Stored items
/---

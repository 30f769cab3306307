//! Executes parsed commands against the store and renders templated
//! responses. Also originates cross-platform reply notifications through
//! the [`RelaySink`] seam.

use std::sync::Arc;

use {
    adrift_common::{MAX_CONTENT_CHARS, PlatformId, UserRef, format_ms, render_template},
    adrift_store::{
        MailboxStore,
        types::{Bottle, BottleReply, NewBottle, NewMessage, NewReply, StatField},
    },
    async_trait::async_trait,
    tracing::{debug, error, warn},
};

use crate::{
    notify::RelaySink,
    parse::{Command, parse_command},
    permission::may_reply,
    templates::ResponseKind,
};

const LIST_LIMIT: u32 = 10;
const SNIPPET_CHARS: usize = 30;

/// The interpreter's answer to one inbound message, delivered back on the
/// platform it arrived from.
#[derive(Debug, Clone, PartialEq, Eq)]
pub struct CommandReply {
    pub text: String,
    pub is_error: bool,
}

impl CommandReply {
    fn ok(text: String) -> Self {
        Self { text, is_error: false }
    }

    fn err(text: String) -> Self {
        Self { text, is_error: true }
    }
}

/// Stateless command executor shared by every platform adapter. All state
/// lives in the store; notifications go out through the optional sink.
pub struct CommandInterpreter {
    store: Arc<dyn MailboxStore>,
    notifier: Option<Arc<dyn RelaySink>>,
}

impl CommandInterpreter {
    #[must_use]
    pub fn new(store: Arc<dyn MailboxStore>) -> Self {
        Self { store, notifier: None }
    }

    #[must_use]
    pub fn with_notifier(mut self, notifier: Arc<dyn RelaySink>) -> Self {
        self.notifier = Some(notifier);
        self
    }

    /// Interpret one inbound message. Never fails outward: internal errors
    /// collapse to the internal-error template so the user always gets a
    /// response.
    pub async fn handle(&self, platform: PlatformId, user_id: &str, raw: &str) -> CommandReply {
        let user = UserRef::new(platform, user_id);

        // Audit first, even for messages that turn out invalid. A failed
        // audit write must not block the command itself.
        if let Err(e) = self.store.log_command(&user, raw).await {
            warn!(%user, error = %e, "failed to audit inbound command");
        }

        let command = parse_command(raw);
        debug!(%user, ?command, "interpreting command");

        match self.run(&user, command).await {
            Ok(reply) => reply,
            Err(e) => {
                error!(%user, error = %e, "command execution failed");
                CommandReply::err(self.render(platform, ResponseKind::Internal, &[]).await)
            }
        }
    }

    async fn run(&self, user: &UserRef, command: Command) -> anyhow::Result<CommandReply> {
        match command {
            Command::Help => Ok(CommandReply::ok(
                self.render(
                    user.platform,
                    ResponseKind::Help,
                    &[("max", &MAX_CONTENT_CHARS.to_string())],
                )
                .await,
            )),
            Command::New { content } => self.run_new(user, content).await,
            Command::Check => self.run_check(user).await,
            Command::Reply { id_token, content } => self.run_reply(user, id_token, content).await,
            Command::List => self.run_list(user).await,
            Command::Stats => self.run_stats(user).await,
            Command::Unknown { verb } => {
                debug!(%user, verb, "unknown command verb");
                Ok(CommandReply::err(
                    self.render(user.platform, ResponseKind::InvalidCommand, &[])
                        .await,
                ))
            }
        }
    }

    async fn run_new(&self, user: &UserRef, content: String) -> anyhow::Result<CommandReply> {
        let content = content.trim().to_string();
        if content.is_empty() {
            return Ok(CommandReply::err(
                self.render(user.platform, ResponseKind::EmptyContent, &[])
                    .await,
            ));
        }
        if content.chars().count() > MAX_CONTENT_CHARS {
            return Ok(CommandReply::err(
                self.render(
                    user.platform,
                    ResponseKind::ContentTooLong,
                    &[("max", &MAX_CONTENT_CHARS.to_string())],
                )
                .await,
            ));
        }

        let bottle = self
            .store
            .create_bottle(NewBottle { content, sender: user.clone() })
            .await?;
        self.store.increment_stat(user, StatField::BottlesSent).await?;
        debug!(%user, bottle_id = bottle.id, "bottle released");

        Ok(CommandReply::ok(
            self.render(
                user.platform,
                ResponseKind::BottleSent,
                &[("id", &bottle.id.to_string())],
            )
            .await,
        ))
    }

    async fn run_check(&self, user: &UserRef) -> anyhow::Result<CommandReply> {
        let Some(bottle) = self.store.claim_random_bottle(user).await? else {
            return Ok(CommandReply::ok(
                self.render(user.platform, ResponseKind::NoBottles, &[]).await,
            ));
        };

        self.store
            .increment_stat(user, StatField::BottlesReceived)
            .await?;
        let replies = self.store.replies(bottle.id).await?;
        debug!(%user, bottle_id = bottle.id, "bottle claimed");

        Ok(CommandReply::ok(
            self.render(
                user.platform,
                ResponseKind::BottleReceived,
                &[
                    ("id", &bottle.id.to_string()),
                    ("content", &bottle.content),
                    ("platform", bottle.sender.platform.as_str()),
                    ("replies", &render_reply_block(&replies)),
                ],
            )
            .await,
        ))
    }

    async fn run_reply(
        &self,
        user: &UserRef,
        id_token: Option<String>,
        content: String,
    ) -> anyhow::Result<CommandReply> {
        let content = content.trim().to_string();
        let Some(id_token) = id_token else {
            return Ok(CommandReply::err(
                self.render(user.platform, ResponseKind::MissingReplyArgs, &[])
                    .await,
            ));
        };
        if content.is_empty() {
            return Ok(CommandReply::err(
                self.render(user.platform, ResponseKind::MissingReplyArgs, &[])
                    .await,
            ));
        }

        let Ok(bottle_id) = id_token.parse::<i64>() else {
            return Ok(CommandReply::err(
                self.render(
                    user.platform,
                    ResponseKind::InvalidBottleId,
                    &[("id", &id_token)],
                )
                .await,
            ));
        };

        if content.chars().count() > MAX_CONTENT_CHARS {
            return Ok(CommandReply::err(
                self.render(
                    user.platform,
                    ResponseKind::ContentTooLong,
                    &[("max", &MAX_CONTENT_CHARS.to_string())],
                )
                .await,
            ));
        }

        let Some(bottle) = self.store.bottle(bottle_id).await? else {
            return Ok(CommandReply::err(
                self.render(
                    user.platform,
                    ResponseKind::BottleNotFound,
                    &[("id", &bottle_id.to_string())],
                )
                .await,
            ));
        };

        let prior = self.store.replies(bottle.id).await?;
        if !may_reply(&bottle, &prior, user) {
            return Ok(CommandReply::err(
                self.render(
                    user.platform,
                    ResponseKind::PermissionDenied,
                    &[("id", &bottle.id.to_string())],
                )
                .await,
            ));
        }

        let reply = self
            .store
            .create_reply(NewReply {
                bottle_id: bottle.id,
                content,
                author: user.clone(),
            })
            .await?;
        self.store.increment_stat(user, StatField::RepliesSent).await?;
        debug!(%user, bottle_id = bottle.id, reply_id = reply.id, "reply recorded");

        self.notify_counterpart(user, &bottle, &prior, &reply).await;

        Ok(CommandReply::ok(
            self.render(
                user.platform,
                ResponseKind::ReplySent,
                &[("id", &bottle.id.to_string())],
            )
            .await,
        ))
    }

    /// Route the new reply to the other party of the conversation. Delivery
    /// failures are the relay's problem; here they only get logged.
    async fn notify_counterpart(
        &self,
        author: &UserRef,
        bottle: &Bottle,
        prior: &[BottleReply],
        reply: &BottleReply,
    ) {
        let Some(notifier) = &self.notifier else {
            return;
        };

        let (target, kind) = if *author == bottle.sender {
            // may_reply guaranteed a finder exists before the sender could
            // reply, so the counterpart is always present here.
            let Some(finder) = prior.iter().find(|r| r.author != bottle.sender) else {
                warn!(bottle_id = bottle.id, "sender reply without finder; skipping notification");
                return;
            };
            (finder.author.clone(), ResponseKind::SenderReplyNotification)
        } else {
            (bottle.sender.clone(), ResponseKind::ReplyNotification)
        };

        // Rendered against the *target's* platform templates.
        let text = self
            .render(
                target.platform,
                kind,
                &[("id", &bottle.id.to_string()), ("content", &reply.content)],
            )
            .await;

        let outcome = notifier
            .relay(NewMessage {
                source: author.clone(),
                source_user: target.user_id.clone(),
                target_platform: target.platform,
                content: text,
            })
            .await;
        if let Err(e) = outcome {
            warn!(bottle_id = bottle.id, %target, error = %e, "reply notification failed");
        }
    }

    async fn run_list(&self, user: &UserRef) -> anyhow::Result<CommandReply> {
        let listings = self.store.user_bottles(user, LIST_LIMIT).await?;
        if listings.is_empty() {
            return Ok(CommandReply::ok(
                self.render(user.platform, ResponseKind::EmptyList, &[]).await,
            ));
        }

        let lines: Vec<String> = listings
            .iter()
            .map(|l| {
                format!(
                    "#{}: {} (replies: {})",
                    l.bottle.id,
                    snippet(&l.bottle.content),
                    l.reply_count
                )
            })
            .collect();

        Ok(CommandReply::ok(
            self.render(
                user.platform,
                ResponseKind::List,
                &[("bottleList", &lines.join("\n"))],
            )
            .await,
        ))
    }

    async fn run_stats(&self, user: &UserRef) -> anyhow::Result<CommandReply> {
        let Some(stats) = self.store.user_stats(user).await? else {
            return Ok(CommandReply::ok(
                self.render(user.platform, ResponseKind::NoStats, &[]).await,
            ));
        };

        Ok(CommandReply::ok(
            self.render(
                user.platform,
                ResponseKind::Stats,
                &[
                    ("sent", &stats.bottles_sent.to_string()),
                    ("received", &stats.bottles_received.to_string()),
                    ("replies", &stats.replies_sent.to_string()),
                    ("activity", &format_ms(stats.last_activity_ms)),
                ],
            )
            .await,
        ))
    }

    /// Look up the per-platform override for `kind`, falling back to the
    /// built-in template, and substitute `vars`.
    async fn render(&self, platform: PlatformId, kind: ResponseKind, vars: &[(&str, &str)]) -> String {
        let template = match self.store.response_template(platform, kind.as_str()).await {
            Ok(Some(custom)) => custom,
            Ok(None) => kind.default_template().to_string(),
            Err(e) => {
                warn!(%platform, kind = kind.as_str(), error = %e, "template lookup failed");
                kind.default_template().to_string()
            }
        };
        render_template(&template, vars)
    }
}

#[async_trait]
impl adrift_channels::CommandSink for CommandInterpreter {
    async fn handle(
        &self,
        platform: PlatformId,
        sender_id: &str,
        text: &str,
    ) -> adrift_channels::SinkReply {
        let reply = CommandInterpreter::handle(self, platform, sender_id, text).await;
        adrift_channels::SinkReply {
            text: reply.text,
            is_error: reply.is_error,
        }
    }
}

/// The `{replies}` block for a picked-up bottle.
fn render_reply_block(replies: &[BottleReply]) -> String {
    if replies.is_empty() {
        return "\n\nNo replies yet.".to_string();
    }
    let lines: Vec<String> = replies.iter().map(|r| format!("- {}", r.content)).collect();
    format!("\n\nReplies ({}):\n{}", replies.len(), lines.join("\n"))
}

/// First characters of a bottle's content for list entries.
fn snippet(content: &str) -> String {
    if content.chars().count() <= SNIPPET_CHARS {
        return content.to_string();
    }
    let head: String = content.chars().take(SNIPPET_CHARS).collect();
    format!("{head}…")
}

\---

» **What the task requires**: Filter the data down to the lines that contain the string "text", and copy them.

» **Your response**:
    pub text: String,
    fn ok(text: String) -> Self {
        Self { text, is_error: false }
    fn err(text: String) -> Self {
        Self { text, is_error: true }
        let text = self
                content: text,
        text: &str,
        let reply = CommandInterpreter::handle(self, platform, sender_id, text).await;
            text: reply.text,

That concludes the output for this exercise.